Most revolutionary anarchists agree on the importance of building libertarian alternatives in the here and now. They would agree with Bakunin when he argued that such organisations as libertarian unions, co-operatives and so on are essential "so that when the Revolution, brought about by the natural force of circumstances, breaks out, there will be a real force at hand which knows what to do and by virtue thereof is capable of taking the Revolution into its own hands and imparting to it a direction salutary for the people: a serious, international organisation of worker's organisations of all countries, capable of replacing the departing political world of the States and the bourgeoisie." [The Political Philosophy of Bakunin, p. 323] Thus, for most anarchists, the difference of evolution and revolution is one of little import — anarchists should support libertarian tendencies within society as they support revolutionary situations when they occur.
Moreover, revolutionary anarchists argue that, ultimately, capitalism cannot be reformed away nor will the state wither away under the onslaught of libertarian institutions and attitudes.

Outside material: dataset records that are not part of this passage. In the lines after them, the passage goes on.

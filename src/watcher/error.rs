//! Error types for the watcher layer.

use std::path::PathBuf;
use thiserror::Error;

/// Errors from watcher operations.
///
/// None of these are fatal to the orchestrator: they are logged and turned
/// into content transitions (`Unreliable`, skipped update) by the watchers.
#[derive(Error, Debug)]
pub enum WatchError {
    #[error("Failed to initialize watcher: {reason}")]
    InitFailed { reason: String },

    #[error("Cannot watch path {path}: {reason}")]
    PathWatchFailed { path: PathBuf, reason: String },

    #[error("Failed to read {path}: {reason}")]
    FileRead { path: PathBuf, reason: String },

    #[error("File system event error: {details}")]
    Event { details: String },

    #[error("Channel closed unexpectedly")]
    ChannelClosed,
}

impl From<notify::Error> for WatchError {
    fn from(e: notify::Error) -> Self {
        WatchError::InitFailed {
            reason: e.to_string(),
        }
    }
}
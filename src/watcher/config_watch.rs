//! Watcher for the per-project configuration file.
//!
//! The watch is registered on the project root (non-recursive) and filtered
//! down to the configuration file name. Every added or changed event re-reads
//! the whole file, so a burst of events simply ends with the last parse.
//! Anything that goes wrong publishes `None`: subscribers never keep a stale
//! configuration around.

use std::path::{Path, PathBuf};
use std::sync::Arc;

use super::backend::{RawEvent, RawEventKind, RawEventSender, WatchBackend, WatchGuard, WatchId};
use super::subscribers::Subscribers;
use super::WatchError;
use crate::configuration::Configuration;
use crate::engine::RuleResolver;

type ConfigCallback = dyn FnMut(Option<&Arc<Configuration>>) + Send;

/// Watches one project's configuration file.
pub struct ConfigWatcher {
    id: WatchId,
    root: PathBuf,
    file_path: PathBuf,
    resolver: Arc<dyn RuleResolver>,
    current: Option<Arc<Configuration>>,
    subscribers: Subscribers<ConfigCallback>,
    _guard: Option<WatchGuard>,
}

impl ConfigWatcher {
    /// Start watching `root/file_name`, loading it first if present.
    pub async fn watch(
        root: &Path,
        file_name: &str,
        resolver: Arc<dyn RuleResolver>,
        backend: &dyn WatchBackend,
        events: &RawEventSender,
    ) -> Result<Self, WatchError> {
        if root.as_os_str().is_empty() {
            return Err(WatchError::InitFailed {
                reason: "project root is empty".to_string(),
            });
        }
        if file_name.is_empty() || Path::new(file_name).components().count() != 1 {
            return Err(WatchError::InitFailed {
                reason: format!("'{file_name}' is not a plain file name"),
            });
        }

        let id = WatchId::next();
        let guard = backend.watch(id, root, false, events)?;

        let mut watcher = Self {
            id,
            root: root.to_path_buf(),
            file_path: root.join(file_name),
            resolver,
            current: None,
            subscribers: Subscribers::new(),
            _guard: Some(guard),
        };

        if watcher.file_path.is_file() {
            watcher.current =
                Self::load(&watcher.file_path, &watcher.root, watcher.resolver.as_ref()).await;
        }

        crate::debug_event!(
            "config",
            "watching",
            "{id} {} (loaded: {})",
            watcher.file_path.display(),
            watcher.current.is_some()
        );
        Ok(watcher)
    }

    pub fn id(&self) -> WatchId {
        self.id
    }

    pub fn root(&self) -> &Path {
        &self.root
    }

    pub fn file_path(&self) -> &Path {
        &self.file_path
    }

    pub fn current(&self) -> Option<&Arc<Configuration>> {
        self.current.as_ref()
    }

    pub fn is_disposed(&self) -> bool {
        self.subscribers.is_closed()
    }

    /// Subscribe to updates. The callback is invoked immediately with the
    /// current value, then on every change.
    pub fn on_update<F>(&mut self, mut callback: F) -> &mut Self
    where
        F: FnMut(Option<&Arc<Configuration>>) + Send + 'static,
    {
        if self.is_disposed() {
            return self;
        }
        callback(self.current.as_ref());
        self.subscribers.add(Box::new(callback));
        self
    }

    /// Apply one raw event from the backend.
    pub async fn handle(&mut self, event: RawEvent) {
        if self.is_disposed() || event.watch != self.id {
            return;
        }

        let watch_failed = matches!(event.kind, RawEventKind::Error(_)) && event.path == self.root;
        if event.path != self.file_path && !watch_failed {
            return;
        }

        match event.kind {
            RawEventKind::Added | RawEventKind::Changed => {
                self.current = Self::load(&self.file_path, &self.root, self.resolver.as_ref()).await;
            }
            RawEventKind::Removed => {
                crate::log_event!("config", "removed", "{}", self.file_path.display());
                self.current = None;
            }
            RawEventKind::Error(details) => {
                if self.file_path.exists() {
                    tracing::error!(
                        "[config] watch error for {}: {details}",
                        self.file_path.display()
                    );
                }
                self.current = None;
            }
        }

        self.notify();
    }

    /// Invoke every subscriber one final time with `None`, then release the
    /// watch. Idempotent.
    pub fn dispose(&mut self) {
        if self.is_disposed() {
            return;
        }
        for callback in self.subscribers.iter_mut() {
            callback(None);
        }
        self.subscribers.close();
        self.current = None;
        self._guard = None;
        crate::debug_event!("config", "disposed", "{}", self.file_path.display());
    }

    fn notify(&mut self) {
        let current = self.current.clone();
        for callback in self.subscribers.iter_mut() {
            callback(current.as_ref());
        }
    }

    /// Borrows only what it needs: the watcher itself is not `Sync`.
    async fn load(
        file_path: &Path,
        root: &Path,
        resolver: &dyn RuleResolver,
    ) -> Option<Arc<Configuration>> {
        match Configuration::load(file_path, root, resolver).await {
            Ok(config) => {
                crate::log_event!(
                    "config",
                    "loaded",
                    "{} ({} sessions)",
                    file_path.display(),
                    config.sessions().len()
                );
                Some(Arc::new(config))
            }
            Err(e) => {
                tracing::error!("[config] {e}");
                None
            }
        }
    }
}
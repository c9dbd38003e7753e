use axum::{
    extract::{Path, State},
    Json,
};
use sqlx::types::Json as SqlJson;
use uuid::Uuid;
use validator::Validate;

use crate::error::{AppError, AppResult};
use crate::models::user::{User, UserInfoResponse, UserInfoUpdateRequest};
use crate::services::load_user;
use crate::AppState;

/// GET /api/users/:id/info
pub async fn get_info(
    State(state): State<AppState>,
    Path(user_id): Path<Uuid>,
) -> AppResult<Json<UserInfoResponse>> {
    let user = load_user(&state.db, user_id).await?;
    Ok(Json(UserInfoResponse {
        birth_date: user.birth_date,
        gender: user.gender.clone(),
        hobbies: user.hobby_list(),
    }))
}

/// PUT /api/users/:id/info — partial update; absent fields keep their value.
pub async fn update_info(
    State(state): State<AppState>,
    Path(user_id): Path<Uuid>,
    Json(body): Json<UserInfoUpdateRequest>,
) -> AppResult<Json<UserInfoResponse>> {
    body.validate()
        .map_err(|e| AppError::Validation(e.to_string()))?;

    let _existing = load_user(&state.db, user_id).await?;

    let user = sqlx::query_as::<_, User>(
        r#"
        UPDATE users SET
            birth_date = COALESCE($2, birth_date),
            gender = COALESCE($3, gender),
            hobbies = COALESCE($4, hobbies)
        WHERE id = $1
        RETURNING *
        "#,
    )
    .bind(user_id)
    .bind(body.birth_date)
    .bind(&body.gender)
    .bind(body.hobbies.map(SqlJson))
    .fetch_one(&state.db)
    .await?;

    Ok(Json(UserInfoResponse {
        birth_date: user.birth_date,
        gender: user.gender.clone(),
        hobbies: user.hobby_list(),
    }))
}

They do not consider it possible to "burn Property little by little" via "some system of economics" which will "put back into society . . . the wealth which has been taken out of society by another system of economics", to use Proudhon's expression. [Op. Cit., p. 151] Therefore, libertarian tendencies within capitalism may make life better under that system but they cannot, ultimately, get rid of it. This implies a social revolution, they argue. Such anarchists agree with Alexander Berkman when he writes:
"This is no record of any government or authority, of any group or class in power having given up its mastery voluntarily. In every instance it required the use of force, or at least the threat of it." [ABC of Anarchism, p. 32]
Even the end of State capitalism ("Communism") in the Eastern Block does not contradict this argument. Without the mass action of the population, the regime would have continued. Faced with a massive popular revolt, the Commissars realised that it was better to renounce power than have it taken from them. Thus mass rebellion, the start of any true revolution, was required.
Moreover, the argument that the state is too powerful to be defeated has been proven wrong time and time again. Every revolution has defeated a military machine which previously been claimed to be unbeatable. For example, the people armed is Spain defeated the military in two-thirds of the country. Ultimately, the power of the state rests on its troops following orders. If those troops rebel, then the state is powerless. That is why anarchists have always produced anti-militarist propaganda urging troops to join strikers and other people in revolt. Revolutionary anarchists, therefore, argue that any state can be defeated, if the circumstances are right and the work of anarchists is to encourage those circumstances.
In addition, revolutionary anarchists argue that even if anarchists did not support revolutionary change, this would not stop such events happening. Revolutions are the product of developments in human society and occur whether we desire them or not. They start with small rebellions, small acts of refusal by individuals, groups, workplaces, communities and grow. These acts of rebellion are inevitable in any hierarchical society, as is their spreading wider and wider. Revolutionary anarchists argue that anarchists must, by the nature of our politics and our desire for freedom, support such acts of rebellion and, ultimately, social revolution. Not to do so means ignoring people in struggle against our common enemy and ignoring the means by which anarchists ideas and attitudes will grow within existing society. Thus Alexander Berkman is right when he wrote: "That is why it is no prophecy to foresee that some day it must come to decisive struggle between the masters of life and the dispossessed masses.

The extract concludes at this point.